Go through the listing below and state how many lines hold the word "cannot", giving only the number.
■ ■ ■
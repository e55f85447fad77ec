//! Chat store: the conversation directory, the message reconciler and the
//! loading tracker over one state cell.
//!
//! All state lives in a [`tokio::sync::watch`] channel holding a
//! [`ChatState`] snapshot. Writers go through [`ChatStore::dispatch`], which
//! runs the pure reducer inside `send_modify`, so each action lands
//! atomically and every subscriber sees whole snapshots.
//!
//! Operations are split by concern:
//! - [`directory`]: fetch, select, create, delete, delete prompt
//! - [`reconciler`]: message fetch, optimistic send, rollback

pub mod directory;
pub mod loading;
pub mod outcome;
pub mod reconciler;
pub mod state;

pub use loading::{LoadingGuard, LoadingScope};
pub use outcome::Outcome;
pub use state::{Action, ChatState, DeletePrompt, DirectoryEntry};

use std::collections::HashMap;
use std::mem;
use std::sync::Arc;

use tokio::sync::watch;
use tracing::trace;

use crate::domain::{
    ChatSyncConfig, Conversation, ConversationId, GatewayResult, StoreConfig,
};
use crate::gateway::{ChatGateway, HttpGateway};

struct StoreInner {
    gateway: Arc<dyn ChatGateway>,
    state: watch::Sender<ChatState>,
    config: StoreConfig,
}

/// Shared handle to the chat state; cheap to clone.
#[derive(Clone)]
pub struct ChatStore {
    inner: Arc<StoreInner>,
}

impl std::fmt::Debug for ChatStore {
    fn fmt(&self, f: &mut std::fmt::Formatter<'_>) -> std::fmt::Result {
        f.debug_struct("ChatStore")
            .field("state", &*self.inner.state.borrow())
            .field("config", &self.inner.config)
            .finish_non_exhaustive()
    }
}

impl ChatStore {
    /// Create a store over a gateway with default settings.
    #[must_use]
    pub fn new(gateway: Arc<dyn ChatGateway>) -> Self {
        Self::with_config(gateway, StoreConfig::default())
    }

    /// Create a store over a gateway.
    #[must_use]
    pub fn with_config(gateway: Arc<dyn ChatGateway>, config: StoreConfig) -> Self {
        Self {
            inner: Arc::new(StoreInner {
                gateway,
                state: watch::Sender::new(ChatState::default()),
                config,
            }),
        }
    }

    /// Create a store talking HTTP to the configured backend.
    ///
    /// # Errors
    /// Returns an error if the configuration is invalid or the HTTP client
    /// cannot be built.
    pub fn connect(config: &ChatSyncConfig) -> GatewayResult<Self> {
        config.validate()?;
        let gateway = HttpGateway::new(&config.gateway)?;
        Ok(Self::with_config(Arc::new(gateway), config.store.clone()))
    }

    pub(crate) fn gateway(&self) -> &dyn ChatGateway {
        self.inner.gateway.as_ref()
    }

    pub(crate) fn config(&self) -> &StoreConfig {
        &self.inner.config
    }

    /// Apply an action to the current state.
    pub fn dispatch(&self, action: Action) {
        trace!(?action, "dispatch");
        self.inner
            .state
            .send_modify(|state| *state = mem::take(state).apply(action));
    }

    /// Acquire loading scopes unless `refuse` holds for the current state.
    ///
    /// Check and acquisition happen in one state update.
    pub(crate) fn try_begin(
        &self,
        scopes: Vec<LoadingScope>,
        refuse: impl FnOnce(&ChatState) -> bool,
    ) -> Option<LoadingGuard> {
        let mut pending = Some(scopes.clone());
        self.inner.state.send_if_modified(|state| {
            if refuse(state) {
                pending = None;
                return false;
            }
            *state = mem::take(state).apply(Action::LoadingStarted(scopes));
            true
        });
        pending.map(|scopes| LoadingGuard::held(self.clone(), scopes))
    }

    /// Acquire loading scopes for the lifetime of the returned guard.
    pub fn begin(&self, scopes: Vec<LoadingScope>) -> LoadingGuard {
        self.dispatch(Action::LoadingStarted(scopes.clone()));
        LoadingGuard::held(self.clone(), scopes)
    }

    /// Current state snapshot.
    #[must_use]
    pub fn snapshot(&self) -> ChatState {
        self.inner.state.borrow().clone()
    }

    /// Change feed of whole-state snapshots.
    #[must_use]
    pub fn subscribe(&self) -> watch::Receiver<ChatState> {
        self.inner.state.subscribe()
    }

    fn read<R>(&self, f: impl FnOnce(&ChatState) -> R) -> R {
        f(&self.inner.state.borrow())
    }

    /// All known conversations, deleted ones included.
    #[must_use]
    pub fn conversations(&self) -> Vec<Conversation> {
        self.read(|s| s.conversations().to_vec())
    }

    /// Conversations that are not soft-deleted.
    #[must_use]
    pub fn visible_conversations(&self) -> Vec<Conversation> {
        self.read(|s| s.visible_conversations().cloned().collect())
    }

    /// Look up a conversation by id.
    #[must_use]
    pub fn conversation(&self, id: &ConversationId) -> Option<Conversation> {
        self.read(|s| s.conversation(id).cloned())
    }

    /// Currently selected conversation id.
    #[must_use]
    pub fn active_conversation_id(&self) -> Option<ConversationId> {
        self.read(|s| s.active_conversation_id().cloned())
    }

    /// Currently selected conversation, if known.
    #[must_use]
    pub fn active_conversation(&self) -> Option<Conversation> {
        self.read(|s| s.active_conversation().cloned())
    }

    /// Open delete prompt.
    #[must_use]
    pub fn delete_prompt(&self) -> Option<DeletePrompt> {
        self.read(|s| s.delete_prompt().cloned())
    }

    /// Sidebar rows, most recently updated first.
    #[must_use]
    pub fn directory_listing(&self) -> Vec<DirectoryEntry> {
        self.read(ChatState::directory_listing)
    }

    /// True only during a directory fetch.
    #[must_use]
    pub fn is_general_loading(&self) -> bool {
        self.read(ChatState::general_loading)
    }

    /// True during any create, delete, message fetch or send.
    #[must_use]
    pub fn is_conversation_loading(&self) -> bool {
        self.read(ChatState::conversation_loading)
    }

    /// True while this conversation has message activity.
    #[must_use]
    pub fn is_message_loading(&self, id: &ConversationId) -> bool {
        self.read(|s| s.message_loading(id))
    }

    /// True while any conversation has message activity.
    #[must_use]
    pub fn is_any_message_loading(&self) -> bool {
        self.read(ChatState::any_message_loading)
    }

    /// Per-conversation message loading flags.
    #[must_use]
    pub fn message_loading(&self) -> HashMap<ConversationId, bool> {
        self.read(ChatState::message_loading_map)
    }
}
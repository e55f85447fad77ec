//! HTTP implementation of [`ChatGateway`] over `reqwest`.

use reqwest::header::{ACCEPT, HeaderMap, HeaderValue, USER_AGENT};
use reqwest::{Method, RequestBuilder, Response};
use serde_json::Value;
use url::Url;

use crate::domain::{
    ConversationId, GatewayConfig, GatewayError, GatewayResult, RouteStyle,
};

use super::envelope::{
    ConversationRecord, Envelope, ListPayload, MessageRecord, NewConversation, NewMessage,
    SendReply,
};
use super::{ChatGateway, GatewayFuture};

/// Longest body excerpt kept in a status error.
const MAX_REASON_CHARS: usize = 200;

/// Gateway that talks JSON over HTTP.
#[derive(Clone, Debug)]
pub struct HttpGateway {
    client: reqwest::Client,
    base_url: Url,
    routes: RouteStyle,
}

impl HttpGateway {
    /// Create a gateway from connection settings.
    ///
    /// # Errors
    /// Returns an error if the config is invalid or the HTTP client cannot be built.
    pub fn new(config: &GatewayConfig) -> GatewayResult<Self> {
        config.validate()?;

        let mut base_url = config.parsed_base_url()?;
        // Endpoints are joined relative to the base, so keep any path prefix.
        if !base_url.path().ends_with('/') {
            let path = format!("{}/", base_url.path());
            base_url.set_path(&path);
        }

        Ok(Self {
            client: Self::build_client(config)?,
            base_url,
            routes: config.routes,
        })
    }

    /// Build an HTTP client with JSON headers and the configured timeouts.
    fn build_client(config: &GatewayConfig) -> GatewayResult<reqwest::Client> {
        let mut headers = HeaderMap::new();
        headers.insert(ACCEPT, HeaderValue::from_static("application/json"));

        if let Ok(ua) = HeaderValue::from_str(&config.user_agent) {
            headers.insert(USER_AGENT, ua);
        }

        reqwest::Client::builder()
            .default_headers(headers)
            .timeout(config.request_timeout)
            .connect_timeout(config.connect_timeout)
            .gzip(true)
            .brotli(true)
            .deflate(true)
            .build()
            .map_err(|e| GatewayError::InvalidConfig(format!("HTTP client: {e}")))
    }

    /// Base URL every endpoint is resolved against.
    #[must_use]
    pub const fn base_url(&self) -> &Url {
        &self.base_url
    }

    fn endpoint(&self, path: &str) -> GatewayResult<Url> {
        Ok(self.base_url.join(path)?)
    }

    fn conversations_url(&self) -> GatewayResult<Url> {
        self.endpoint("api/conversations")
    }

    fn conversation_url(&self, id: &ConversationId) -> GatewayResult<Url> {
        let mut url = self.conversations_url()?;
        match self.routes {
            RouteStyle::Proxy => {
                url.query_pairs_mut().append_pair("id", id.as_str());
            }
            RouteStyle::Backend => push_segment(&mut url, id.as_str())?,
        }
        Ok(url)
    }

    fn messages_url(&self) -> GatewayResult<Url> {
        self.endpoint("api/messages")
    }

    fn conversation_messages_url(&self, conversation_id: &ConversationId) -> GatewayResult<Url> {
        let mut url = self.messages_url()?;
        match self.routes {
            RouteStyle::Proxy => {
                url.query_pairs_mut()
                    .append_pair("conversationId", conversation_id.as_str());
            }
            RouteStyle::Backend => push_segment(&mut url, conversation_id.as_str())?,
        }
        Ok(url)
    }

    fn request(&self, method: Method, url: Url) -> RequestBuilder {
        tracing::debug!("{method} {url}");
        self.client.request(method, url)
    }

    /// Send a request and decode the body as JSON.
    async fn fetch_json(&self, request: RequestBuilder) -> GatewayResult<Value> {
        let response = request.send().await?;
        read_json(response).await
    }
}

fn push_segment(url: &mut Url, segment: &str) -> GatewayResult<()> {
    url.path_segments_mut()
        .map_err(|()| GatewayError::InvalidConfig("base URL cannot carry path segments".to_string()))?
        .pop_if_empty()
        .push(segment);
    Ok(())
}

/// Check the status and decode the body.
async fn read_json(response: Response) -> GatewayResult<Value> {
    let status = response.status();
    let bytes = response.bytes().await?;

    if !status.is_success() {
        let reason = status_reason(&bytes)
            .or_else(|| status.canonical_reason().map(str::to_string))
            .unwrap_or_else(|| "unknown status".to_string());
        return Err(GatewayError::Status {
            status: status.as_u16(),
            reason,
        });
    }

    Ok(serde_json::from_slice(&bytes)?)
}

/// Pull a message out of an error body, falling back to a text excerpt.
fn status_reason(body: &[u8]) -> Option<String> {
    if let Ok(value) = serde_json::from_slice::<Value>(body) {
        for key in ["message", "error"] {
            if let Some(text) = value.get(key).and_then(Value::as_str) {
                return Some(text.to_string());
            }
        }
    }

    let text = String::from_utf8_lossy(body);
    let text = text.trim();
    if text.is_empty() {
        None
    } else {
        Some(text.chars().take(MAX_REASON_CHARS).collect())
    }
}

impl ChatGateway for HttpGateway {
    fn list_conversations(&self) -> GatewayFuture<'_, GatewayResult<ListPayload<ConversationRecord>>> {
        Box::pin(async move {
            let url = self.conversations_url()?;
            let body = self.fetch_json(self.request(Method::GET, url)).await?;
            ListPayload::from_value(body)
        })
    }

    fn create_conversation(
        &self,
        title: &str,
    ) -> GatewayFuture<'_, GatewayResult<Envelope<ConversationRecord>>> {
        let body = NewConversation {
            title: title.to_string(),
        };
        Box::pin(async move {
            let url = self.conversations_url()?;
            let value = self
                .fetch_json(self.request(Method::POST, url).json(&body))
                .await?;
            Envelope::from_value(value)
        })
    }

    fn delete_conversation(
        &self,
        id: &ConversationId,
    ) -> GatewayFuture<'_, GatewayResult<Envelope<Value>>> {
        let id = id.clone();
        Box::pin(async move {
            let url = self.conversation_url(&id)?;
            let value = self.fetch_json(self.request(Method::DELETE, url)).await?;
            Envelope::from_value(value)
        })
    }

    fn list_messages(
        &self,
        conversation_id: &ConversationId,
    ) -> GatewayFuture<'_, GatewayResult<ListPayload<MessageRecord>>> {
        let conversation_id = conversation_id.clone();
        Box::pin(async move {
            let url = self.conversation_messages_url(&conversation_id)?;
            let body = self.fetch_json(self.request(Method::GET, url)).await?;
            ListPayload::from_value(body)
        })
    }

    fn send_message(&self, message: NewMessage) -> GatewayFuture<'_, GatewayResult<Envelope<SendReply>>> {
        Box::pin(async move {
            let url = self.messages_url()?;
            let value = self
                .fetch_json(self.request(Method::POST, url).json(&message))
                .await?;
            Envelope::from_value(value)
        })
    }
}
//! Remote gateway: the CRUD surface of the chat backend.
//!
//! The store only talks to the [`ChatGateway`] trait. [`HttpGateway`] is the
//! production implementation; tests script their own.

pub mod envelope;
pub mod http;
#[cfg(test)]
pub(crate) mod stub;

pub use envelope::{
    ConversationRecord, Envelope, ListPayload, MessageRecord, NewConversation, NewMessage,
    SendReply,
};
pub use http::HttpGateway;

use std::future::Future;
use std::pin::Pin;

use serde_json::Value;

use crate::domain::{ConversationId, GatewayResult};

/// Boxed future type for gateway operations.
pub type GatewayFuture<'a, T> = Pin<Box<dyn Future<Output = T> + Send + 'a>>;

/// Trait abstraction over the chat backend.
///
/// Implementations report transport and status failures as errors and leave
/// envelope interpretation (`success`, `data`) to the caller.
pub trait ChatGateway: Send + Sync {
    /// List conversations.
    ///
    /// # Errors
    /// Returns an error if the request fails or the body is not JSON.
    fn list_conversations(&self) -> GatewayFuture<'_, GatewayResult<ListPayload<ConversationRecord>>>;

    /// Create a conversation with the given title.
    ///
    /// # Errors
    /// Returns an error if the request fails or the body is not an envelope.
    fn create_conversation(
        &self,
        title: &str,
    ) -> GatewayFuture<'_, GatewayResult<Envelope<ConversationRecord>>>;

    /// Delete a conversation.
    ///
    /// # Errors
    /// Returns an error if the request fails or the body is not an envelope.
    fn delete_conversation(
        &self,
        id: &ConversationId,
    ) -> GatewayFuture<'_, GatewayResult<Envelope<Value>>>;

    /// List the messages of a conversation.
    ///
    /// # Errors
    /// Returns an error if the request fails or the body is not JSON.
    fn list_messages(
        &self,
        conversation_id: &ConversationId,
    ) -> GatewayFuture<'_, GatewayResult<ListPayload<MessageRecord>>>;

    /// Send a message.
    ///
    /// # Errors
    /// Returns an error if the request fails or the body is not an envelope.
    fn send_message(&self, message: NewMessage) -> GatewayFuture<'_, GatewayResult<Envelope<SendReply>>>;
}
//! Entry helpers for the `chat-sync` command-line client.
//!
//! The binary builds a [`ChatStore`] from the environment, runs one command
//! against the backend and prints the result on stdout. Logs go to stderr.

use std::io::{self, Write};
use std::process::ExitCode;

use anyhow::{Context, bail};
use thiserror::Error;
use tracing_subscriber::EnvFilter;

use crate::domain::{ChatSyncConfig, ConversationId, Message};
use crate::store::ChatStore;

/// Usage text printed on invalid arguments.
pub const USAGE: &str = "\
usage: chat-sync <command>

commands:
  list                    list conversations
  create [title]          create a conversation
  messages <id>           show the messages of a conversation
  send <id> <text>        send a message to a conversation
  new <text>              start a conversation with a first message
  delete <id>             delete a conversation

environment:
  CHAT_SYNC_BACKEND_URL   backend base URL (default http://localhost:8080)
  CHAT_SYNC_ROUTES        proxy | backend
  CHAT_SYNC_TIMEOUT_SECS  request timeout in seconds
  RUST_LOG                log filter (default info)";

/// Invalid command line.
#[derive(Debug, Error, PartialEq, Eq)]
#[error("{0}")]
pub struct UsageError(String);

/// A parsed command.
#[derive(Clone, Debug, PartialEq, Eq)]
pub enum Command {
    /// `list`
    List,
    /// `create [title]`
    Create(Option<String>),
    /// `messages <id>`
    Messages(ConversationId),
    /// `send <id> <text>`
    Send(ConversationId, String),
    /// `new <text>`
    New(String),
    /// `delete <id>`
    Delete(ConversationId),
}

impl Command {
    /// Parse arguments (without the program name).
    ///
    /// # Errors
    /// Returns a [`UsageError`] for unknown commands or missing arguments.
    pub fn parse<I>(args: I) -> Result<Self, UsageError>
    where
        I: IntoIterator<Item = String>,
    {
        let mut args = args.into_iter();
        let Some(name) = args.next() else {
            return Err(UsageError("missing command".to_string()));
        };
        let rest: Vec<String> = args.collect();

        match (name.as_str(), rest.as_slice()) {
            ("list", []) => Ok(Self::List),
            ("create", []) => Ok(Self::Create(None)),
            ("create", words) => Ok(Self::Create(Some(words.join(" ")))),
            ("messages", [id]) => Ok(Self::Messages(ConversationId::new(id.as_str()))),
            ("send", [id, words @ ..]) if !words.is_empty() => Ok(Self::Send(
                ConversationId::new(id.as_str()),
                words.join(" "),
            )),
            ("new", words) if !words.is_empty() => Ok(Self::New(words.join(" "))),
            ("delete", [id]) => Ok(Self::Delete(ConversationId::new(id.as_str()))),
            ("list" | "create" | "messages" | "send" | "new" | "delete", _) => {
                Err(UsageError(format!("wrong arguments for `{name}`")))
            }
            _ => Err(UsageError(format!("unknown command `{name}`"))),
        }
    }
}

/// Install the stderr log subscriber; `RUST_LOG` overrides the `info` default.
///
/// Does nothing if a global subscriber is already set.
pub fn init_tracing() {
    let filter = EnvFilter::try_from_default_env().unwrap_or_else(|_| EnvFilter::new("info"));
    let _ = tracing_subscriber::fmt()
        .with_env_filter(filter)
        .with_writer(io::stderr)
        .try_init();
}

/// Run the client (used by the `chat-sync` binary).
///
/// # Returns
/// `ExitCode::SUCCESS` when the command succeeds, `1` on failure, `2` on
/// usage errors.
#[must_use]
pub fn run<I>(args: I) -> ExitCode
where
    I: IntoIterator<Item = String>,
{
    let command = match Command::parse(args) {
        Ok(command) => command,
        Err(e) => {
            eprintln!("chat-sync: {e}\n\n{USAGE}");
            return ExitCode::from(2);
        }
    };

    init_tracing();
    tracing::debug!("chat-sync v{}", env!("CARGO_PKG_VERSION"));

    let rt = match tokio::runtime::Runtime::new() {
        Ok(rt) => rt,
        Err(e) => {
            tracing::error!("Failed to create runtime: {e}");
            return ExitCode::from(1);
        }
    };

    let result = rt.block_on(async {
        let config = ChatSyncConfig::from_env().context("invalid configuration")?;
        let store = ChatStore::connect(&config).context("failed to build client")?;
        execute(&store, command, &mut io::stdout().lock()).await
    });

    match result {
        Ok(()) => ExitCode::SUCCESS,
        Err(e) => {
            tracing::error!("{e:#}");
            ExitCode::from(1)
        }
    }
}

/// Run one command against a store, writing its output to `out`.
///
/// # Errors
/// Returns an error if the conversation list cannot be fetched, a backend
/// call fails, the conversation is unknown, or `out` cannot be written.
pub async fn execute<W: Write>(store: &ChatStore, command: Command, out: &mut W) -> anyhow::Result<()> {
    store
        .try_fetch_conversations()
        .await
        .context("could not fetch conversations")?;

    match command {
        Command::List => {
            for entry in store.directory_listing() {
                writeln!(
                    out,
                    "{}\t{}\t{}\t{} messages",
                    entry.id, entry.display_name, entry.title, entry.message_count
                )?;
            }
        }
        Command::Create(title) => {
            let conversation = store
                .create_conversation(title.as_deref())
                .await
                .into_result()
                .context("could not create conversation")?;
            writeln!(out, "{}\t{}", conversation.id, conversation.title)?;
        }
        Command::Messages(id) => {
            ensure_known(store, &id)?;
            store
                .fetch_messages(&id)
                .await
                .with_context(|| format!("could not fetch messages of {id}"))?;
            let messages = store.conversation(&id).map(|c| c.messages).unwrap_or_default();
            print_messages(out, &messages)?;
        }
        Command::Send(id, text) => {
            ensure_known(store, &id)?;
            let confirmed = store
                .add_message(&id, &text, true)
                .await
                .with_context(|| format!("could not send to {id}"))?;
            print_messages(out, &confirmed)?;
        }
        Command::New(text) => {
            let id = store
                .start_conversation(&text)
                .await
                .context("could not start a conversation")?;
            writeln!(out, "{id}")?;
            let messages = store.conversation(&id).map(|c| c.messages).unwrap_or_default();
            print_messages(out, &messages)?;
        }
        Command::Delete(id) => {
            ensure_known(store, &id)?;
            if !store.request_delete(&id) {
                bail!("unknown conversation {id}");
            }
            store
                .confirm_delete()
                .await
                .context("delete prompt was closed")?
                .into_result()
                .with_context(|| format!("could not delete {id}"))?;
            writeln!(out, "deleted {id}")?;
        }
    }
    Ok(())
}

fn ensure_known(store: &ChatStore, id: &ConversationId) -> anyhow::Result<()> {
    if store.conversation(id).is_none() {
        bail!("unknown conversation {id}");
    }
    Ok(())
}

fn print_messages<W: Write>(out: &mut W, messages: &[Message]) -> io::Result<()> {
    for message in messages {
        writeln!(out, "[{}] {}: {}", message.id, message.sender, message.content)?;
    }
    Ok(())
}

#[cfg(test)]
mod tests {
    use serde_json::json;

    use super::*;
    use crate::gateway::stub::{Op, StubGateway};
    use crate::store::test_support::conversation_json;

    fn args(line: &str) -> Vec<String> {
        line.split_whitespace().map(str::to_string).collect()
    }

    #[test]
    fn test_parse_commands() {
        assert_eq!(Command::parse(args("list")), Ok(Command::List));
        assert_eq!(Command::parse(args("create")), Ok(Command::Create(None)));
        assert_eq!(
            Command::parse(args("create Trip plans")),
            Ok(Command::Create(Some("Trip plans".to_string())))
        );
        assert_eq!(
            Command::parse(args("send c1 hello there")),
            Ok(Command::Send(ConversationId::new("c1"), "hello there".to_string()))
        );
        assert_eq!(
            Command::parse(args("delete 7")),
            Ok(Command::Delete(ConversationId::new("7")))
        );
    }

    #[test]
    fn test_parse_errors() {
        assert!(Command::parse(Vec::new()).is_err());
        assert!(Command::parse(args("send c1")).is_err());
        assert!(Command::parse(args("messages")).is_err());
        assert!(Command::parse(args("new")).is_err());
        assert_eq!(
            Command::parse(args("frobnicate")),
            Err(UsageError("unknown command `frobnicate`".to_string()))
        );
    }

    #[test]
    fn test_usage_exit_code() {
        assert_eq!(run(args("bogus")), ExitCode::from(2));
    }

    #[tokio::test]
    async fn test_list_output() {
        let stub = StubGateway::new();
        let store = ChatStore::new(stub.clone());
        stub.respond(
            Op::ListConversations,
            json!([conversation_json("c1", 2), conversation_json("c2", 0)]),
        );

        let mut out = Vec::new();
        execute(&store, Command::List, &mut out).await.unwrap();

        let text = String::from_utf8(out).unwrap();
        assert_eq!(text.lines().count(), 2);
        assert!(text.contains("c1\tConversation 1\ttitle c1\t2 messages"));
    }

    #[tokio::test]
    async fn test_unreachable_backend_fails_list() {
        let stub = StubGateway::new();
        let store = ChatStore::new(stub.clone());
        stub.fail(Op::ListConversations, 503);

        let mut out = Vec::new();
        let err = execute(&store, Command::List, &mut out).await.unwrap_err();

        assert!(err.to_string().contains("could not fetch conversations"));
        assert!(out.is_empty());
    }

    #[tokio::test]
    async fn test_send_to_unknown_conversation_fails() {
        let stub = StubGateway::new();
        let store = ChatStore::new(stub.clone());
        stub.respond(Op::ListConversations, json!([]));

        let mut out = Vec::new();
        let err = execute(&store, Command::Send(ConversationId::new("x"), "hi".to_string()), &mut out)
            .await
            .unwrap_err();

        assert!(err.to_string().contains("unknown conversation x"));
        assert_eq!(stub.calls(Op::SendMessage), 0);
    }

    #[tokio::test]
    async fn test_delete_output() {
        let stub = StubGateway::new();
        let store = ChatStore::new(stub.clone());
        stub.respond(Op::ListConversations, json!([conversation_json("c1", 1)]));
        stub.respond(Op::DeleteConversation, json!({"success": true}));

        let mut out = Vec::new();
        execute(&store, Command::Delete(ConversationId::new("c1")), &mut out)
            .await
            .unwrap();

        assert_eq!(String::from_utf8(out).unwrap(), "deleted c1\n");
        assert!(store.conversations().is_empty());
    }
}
■ ■ ■
» **RESULT BELOW**: 5